From the first line of the records through the line containing "use datatrust_connectors::MemoryOptions;", retype every line exactly and nothing else.

Data provided START

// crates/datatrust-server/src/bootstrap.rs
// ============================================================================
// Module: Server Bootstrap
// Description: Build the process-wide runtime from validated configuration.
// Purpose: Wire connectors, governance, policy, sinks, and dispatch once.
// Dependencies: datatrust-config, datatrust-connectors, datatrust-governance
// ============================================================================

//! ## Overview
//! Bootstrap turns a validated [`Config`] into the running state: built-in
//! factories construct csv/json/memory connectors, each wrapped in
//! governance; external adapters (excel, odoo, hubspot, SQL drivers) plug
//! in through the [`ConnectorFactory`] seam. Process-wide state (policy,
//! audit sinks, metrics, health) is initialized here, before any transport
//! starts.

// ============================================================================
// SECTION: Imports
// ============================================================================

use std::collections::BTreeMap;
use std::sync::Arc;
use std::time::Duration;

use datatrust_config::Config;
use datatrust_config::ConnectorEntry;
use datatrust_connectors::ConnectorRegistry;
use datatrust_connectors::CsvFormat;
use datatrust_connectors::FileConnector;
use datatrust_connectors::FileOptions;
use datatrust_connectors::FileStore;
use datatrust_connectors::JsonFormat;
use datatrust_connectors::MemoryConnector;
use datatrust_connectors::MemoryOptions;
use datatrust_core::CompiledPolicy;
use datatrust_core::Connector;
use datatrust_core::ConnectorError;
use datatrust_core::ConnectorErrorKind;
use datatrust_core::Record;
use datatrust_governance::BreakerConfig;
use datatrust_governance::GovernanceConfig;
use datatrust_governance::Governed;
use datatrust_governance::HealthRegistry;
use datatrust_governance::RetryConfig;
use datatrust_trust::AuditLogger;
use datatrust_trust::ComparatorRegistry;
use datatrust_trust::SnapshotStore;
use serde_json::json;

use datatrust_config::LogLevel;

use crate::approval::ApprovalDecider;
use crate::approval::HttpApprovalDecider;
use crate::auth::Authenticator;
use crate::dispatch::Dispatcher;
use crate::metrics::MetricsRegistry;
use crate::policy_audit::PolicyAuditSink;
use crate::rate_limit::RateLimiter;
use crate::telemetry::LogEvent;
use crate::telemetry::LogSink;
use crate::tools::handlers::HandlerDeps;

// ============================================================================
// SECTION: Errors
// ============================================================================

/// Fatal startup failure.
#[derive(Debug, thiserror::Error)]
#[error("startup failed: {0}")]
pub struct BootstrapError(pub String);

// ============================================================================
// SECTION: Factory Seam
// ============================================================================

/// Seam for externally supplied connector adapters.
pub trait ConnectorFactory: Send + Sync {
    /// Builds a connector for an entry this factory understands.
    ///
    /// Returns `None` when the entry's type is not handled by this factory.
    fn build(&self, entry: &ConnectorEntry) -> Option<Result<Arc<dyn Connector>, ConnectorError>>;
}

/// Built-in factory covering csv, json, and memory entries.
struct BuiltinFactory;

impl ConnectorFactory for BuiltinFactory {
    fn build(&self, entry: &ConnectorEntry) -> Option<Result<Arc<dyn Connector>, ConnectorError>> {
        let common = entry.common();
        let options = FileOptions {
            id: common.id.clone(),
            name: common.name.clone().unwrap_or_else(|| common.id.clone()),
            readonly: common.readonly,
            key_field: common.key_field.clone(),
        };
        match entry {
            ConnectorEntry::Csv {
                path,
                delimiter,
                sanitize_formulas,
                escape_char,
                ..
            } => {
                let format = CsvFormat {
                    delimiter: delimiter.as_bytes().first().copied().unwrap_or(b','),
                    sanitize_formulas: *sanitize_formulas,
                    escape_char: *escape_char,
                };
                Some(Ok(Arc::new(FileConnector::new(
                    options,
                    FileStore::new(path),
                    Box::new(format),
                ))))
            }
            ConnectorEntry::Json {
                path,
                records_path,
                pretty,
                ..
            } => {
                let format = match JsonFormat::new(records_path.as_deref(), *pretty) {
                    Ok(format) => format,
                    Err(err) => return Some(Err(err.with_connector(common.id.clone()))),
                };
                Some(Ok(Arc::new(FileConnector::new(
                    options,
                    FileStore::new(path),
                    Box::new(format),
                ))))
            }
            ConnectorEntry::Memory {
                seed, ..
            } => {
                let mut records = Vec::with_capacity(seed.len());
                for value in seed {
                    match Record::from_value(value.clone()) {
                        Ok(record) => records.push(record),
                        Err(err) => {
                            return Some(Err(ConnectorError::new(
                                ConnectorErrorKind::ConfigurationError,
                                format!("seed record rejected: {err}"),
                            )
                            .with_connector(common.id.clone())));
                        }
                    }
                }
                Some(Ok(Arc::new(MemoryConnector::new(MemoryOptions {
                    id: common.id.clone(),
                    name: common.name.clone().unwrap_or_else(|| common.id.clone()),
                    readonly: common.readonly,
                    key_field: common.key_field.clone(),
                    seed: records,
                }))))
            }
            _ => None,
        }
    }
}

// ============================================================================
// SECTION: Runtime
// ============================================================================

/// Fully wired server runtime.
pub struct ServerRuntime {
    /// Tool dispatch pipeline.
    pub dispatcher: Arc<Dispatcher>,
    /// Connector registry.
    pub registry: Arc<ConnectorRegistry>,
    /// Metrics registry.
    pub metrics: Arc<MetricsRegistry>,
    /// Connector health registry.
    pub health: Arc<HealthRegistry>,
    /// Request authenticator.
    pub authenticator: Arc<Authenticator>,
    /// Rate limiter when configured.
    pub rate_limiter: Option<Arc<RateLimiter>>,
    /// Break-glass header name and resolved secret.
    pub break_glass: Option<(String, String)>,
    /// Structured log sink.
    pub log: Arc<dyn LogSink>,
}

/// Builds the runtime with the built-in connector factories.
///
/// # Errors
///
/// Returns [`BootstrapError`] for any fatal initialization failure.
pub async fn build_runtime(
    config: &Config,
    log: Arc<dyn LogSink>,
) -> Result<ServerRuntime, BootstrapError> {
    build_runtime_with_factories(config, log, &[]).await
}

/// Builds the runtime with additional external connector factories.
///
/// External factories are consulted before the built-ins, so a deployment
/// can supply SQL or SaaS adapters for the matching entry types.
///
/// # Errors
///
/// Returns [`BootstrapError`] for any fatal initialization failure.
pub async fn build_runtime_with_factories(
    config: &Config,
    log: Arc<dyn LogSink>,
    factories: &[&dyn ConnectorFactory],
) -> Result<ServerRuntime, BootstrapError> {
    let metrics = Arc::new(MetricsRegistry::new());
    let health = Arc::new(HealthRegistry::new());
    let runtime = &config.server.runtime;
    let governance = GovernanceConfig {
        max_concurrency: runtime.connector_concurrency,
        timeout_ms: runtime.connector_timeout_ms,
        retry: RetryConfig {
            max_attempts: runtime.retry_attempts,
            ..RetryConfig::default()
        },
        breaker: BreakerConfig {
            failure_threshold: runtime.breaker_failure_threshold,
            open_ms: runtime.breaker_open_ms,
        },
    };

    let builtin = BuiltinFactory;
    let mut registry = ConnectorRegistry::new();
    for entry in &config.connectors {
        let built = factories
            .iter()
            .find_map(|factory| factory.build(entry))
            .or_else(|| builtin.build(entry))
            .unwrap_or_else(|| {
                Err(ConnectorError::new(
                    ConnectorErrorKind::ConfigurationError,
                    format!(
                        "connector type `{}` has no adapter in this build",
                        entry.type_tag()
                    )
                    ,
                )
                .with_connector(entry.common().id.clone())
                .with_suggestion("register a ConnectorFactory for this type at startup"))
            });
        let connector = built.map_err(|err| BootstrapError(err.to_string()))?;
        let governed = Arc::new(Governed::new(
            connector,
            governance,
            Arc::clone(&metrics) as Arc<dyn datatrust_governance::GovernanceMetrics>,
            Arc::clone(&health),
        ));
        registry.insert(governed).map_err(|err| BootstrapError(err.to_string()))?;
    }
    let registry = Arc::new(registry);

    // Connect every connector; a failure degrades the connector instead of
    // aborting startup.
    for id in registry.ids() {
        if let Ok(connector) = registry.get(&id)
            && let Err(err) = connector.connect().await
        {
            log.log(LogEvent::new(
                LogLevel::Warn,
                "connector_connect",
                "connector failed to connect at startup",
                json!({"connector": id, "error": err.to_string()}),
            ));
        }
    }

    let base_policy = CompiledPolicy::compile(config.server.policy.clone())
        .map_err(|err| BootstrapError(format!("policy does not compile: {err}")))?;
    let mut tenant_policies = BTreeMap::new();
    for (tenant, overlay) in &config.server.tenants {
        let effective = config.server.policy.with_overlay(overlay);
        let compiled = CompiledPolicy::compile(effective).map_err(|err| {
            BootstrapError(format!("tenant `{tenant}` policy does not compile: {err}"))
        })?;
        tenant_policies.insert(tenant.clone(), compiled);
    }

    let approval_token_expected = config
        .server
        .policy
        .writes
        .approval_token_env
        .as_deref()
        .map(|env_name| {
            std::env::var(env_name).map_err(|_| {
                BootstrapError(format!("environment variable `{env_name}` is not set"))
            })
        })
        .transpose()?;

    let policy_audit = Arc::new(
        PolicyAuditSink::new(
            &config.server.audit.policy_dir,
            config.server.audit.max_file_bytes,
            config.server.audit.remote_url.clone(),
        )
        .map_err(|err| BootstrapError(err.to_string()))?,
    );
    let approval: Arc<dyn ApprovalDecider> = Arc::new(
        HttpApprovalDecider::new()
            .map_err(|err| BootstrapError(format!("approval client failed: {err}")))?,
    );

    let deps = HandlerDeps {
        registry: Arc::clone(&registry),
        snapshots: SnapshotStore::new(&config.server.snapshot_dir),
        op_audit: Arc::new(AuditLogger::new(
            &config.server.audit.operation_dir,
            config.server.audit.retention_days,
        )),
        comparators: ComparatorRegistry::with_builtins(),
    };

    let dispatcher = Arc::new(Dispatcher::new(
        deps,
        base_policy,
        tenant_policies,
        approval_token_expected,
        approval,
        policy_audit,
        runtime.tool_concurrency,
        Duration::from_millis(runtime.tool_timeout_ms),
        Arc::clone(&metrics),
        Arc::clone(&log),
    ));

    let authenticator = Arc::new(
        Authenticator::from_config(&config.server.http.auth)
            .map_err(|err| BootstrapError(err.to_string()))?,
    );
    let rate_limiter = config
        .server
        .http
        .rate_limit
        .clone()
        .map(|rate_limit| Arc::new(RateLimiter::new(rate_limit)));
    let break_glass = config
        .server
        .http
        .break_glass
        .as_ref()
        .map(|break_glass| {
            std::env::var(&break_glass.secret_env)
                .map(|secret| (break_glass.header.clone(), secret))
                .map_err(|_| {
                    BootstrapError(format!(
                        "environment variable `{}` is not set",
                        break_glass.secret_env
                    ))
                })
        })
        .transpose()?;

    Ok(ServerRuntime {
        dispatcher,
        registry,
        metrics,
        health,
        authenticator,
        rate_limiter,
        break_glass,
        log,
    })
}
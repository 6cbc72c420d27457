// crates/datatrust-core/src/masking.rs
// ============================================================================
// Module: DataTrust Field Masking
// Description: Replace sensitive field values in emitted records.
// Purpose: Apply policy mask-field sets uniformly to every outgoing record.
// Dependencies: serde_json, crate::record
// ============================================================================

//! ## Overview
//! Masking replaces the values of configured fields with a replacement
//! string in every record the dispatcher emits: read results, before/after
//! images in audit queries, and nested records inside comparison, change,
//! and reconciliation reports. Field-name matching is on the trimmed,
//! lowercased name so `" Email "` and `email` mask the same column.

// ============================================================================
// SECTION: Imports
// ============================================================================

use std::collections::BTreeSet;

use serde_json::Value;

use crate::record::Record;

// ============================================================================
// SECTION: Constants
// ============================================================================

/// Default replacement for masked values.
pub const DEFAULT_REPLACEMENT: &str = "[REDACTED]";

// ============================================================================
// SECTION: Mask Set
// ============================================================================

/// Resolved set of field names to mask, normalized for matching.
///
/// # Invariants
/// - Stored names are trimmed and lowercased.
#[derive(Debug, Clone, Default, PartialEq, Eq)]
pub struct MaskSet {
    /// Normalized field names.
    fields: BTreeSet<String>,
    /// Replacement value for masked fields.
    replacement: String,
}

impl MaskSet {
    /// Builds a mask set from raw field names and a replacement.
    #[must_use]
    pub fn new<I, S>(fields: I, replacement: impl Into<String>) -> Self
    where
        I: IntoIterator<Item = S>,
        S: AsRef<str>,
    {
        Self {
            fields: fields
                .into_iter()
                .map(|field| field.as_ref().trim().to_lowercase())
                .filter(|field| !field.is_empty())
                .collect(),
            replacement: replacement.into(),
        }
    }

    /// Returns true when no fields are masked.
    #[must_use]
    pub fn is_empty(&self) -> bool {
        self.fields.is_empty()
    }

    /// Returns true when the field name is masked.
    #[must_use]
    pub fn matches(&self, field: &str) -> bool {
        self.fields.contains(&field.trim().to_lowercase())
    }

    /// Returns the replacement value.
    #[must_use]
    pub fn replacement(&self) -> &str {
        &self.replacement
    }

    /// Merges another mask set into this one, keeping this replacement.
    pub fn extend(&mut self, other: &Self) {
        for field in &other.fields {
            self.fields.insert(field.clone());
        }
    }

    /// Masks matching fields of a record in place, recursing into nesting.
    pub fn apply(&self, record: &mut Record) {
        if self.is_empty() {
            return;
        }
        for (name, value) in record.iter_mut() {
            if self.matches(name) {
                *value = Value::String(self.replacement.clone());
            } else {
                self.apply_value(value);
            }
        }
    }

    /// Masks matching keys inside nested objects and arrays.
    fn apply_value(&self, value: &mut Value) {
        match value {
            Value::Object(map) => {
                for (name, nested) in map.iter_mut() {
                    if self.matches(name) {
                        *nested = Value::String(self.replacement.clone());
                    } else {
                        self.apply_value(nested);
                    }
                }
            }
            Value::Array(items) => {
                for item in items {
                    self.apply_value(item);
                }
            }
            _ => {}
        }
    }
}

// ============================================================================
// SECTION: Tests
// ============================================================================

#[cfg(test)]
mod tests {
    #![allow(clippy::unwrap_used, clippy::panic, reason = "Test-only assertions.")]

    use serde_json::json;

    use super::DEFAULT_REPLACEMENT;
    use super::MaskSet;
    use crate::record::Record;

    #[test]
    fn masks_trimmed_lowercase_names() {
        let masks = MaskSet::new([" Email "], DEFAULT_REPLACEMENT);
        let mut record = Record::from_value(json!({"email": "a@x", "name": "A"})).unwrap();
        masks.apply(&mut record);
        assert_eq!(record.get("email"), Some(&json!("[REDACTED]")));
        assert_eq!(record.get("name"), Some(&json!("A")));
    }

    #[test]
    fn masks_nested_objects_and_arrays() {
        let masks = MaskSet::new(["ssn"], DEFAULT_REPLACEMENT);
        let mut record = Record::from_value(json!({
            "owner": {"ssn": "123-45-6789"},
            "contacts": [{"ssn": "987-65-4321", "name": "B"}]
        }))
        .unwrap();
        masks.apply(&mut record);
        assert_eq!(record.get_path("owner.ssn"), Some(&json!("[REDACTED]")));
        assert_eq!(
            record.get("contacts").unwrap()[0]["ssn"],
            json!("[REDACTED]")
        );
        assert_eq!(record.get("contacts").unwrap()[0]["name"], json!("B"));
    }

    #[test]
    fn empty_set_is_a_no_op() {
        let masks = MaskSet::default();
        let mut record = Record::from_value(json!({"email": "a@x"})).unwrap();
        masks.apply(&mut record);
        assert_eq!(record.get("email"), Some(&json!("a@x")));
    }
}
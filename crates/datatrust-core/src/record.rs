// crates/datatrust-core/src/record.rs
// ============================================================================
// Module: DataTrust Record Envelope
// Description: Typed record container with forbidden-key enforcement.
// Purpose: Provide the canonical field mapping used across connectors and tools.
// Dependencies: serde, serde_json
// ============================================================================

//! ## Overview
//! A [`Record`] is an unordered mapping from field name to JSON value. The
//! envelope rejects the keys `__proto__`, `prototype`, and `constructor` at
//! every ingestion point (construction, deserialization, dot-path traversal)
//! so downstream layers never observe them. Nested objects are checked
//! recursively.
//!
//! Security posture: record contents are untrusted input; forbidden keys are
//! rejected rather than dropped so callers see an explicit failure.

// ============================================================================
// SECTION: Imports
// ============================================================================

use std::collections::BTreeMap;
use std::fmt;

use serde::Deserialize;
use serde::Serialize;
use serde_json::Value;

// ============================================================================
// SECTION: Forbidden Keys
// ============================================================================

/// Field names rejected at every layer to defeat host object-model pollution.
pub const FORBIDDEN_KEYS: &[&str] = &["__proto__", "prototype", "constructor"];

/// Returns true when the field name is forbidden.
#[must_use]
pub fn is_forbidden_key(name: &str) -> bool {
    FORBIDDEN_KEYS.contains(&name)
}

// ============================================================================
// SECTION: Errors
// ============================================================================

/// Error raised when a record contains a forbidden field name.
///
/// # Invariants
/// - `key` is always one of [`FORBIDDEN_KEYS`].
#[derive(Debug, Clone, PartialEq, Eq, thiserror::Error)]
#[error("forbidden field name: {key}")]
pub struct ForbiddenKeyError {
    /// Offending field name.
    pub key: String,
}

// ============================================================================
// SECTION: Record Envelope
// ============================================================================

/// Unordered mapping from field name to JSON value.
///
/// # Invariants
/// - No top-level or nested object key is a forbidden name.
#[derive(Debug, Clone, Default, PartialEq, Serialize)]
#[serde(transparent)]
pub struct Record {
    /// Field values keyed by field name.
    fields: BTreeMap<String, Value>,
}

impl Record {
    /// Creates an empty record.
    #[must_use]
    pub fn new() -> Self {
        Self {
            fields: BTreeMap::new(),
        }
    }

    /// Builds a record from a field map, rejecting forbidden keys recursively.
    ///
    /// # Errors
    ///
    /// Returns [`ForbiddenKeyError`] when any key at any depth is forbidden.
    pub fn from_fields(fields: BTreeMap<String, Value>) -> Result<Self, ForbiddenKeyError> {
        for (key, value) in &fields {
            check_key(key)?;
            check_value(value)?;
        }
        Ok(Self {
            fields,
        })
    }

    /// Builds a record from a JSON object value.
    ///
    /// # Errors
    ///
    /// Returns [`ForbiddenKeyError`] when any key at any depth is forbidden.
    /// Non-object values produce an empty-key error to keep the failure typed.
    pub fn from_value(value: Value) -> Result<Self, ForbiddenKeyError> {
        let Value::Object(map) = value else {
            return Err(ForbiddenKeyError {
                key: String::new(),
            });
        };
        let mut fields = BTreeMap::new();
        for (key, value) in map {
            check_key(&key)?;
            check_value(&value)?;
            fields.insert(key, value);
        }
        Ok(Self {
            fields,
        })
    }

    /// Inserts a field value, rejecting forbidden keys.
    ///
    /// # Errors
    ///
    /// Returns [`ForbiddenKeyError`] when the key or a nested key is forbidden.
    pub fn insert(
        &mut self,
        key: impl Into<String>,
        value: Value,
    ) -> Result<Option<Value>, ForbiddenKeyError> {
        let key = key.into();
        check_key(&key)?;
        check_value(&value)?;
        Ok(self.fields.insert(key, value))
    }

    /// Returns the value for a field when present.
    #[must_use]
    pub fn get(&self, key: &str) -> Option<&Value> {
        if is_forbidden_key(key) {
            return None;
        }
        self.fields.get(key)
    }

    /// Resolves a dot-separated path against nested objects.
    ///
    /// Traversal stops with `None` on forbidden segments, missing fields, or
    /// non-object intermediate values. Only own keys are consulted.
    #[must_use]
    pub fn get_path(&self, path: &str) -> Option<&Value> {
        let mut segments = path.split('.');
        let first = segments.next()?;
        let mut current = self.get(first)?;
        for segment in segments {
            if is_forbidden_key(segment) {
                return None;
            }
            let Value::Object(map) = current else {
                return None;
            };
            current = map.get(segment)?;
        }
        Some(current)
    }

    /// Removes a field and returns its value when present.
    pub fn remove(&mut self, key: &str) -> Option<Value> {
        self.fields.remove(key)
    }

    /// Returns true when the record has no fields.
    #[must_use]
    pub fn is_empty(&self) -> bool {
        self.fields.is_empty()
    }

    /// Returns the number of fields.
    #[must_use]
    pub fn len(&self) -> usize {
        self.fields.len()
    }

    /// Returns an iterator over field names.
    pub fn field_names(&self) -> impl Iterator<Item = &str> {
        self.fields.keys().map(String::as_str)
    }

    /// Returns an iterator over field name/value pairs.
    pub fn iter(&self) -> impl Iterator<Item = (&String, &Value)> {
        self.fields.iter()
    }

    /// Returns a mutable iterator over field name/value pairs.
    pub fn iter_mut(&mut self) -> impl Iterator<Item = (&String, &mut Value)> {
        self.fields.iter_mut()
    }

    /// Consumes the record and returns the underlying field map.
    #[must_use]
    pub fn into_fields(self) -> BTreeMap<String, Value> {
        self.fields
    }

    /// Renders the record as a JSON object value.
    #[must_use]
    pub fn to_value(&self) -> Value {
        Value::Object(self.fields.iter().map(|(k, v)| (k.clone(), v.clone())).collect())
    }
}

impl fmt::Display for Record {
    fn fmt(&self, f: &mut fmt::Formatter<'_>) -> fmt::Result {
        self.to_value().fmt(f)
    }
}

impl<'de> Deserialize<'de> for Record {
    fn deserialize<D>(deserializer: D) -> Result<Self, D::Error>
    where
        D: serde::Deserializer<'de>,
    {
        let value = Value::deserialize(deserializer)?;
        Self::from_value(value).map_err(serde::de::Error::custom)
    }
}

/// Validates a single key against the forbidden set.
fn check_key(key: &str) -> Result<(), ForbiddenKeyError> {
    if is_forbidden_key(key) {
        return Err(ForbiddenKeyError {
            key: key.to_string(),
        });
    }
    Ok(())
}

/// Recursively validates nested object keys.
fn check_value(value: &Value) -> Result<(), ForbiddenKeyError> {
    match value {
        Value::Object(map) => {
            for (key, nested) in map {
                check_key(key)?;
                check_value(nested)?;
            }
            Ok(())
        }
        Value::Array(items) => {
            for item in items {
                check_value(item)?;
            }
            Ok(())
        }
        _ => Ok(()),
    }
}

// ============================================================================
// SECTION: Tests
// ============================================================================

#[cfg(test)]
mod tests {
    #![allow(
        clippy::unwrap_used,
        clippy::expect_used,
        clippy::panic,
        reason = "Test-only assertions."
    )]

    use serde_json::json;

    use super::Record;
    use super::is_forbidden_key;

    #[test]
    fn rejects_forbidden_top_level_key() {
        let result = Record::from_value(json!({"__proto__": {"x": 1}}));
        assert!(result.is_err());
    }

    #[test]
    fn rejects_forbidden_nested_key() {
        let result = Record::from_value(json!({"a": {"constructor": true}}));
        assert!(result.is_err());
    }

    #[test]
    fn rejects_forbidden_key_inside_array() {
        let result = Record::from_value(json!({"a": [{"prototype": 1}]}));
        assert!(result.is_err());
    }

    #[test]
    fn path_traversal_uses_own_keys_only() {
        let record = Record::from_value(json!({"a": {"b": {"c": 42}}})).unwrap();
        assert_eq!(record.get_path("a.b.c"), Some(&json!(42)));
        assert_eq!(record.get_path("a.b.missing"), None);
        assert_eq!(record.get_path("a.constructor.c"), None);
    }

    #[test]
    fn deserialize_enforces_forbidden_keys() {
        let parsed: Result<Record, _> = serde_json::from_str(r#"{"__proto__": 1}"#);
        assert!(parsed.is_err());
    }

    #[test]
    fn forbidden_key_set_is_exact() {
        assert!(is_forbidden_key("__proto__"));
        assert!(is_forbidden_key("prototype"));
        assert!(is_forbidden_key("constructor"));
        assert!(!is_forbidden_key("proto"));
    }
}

Data provided END

**Expected output:**
// crates/datatrust-server/src/bootstrap.rs
// ============================================================================
// Module: Server Bootstrap
// Description: Build the process-wide runtime from validated configuration.
// Purpose: Wire connectors, governance, policy, sinks, and dispatch once.
// Dependencies: datatrust-config, datatrust-connectors, datatrust-governance
// ============================================================================

//! ## Overview
//! Bootstrap turns a validated [`Config`] into the running state: built-in
//! factories construct csv/json/memory connectors, each wrapped in
//! governance; external adapters (excel, odoo, hubspot, SQL drivers) plug
//! in through the [`ConnectorFactory`] seam. Process-wide state (policy,
//! audit sinks, metrics, health) is initialized here, before any transport
//! starts.

// ============================================================================
// SECTION: Imports
// ============================================================================

use std::collections::BTreeMap;
use std::sync::Arc;
use std::time::Duration;

use datatrust_config::Config;
use datatrust_config::ConnectorEntry;
use datatrust_connectors::ConnectorRegistry;
use datatrust_connectors::CsvFormat;
use datatrust_connectors::FileConnector;
use datatrust_connectors::FileOptions;
use datatrust_connectors::FileStore;
use datatrust_connectors::JsonFormat;
use datatrust_connectors::MemoryConnector;
use datatrust_connectors::MemoryOptions;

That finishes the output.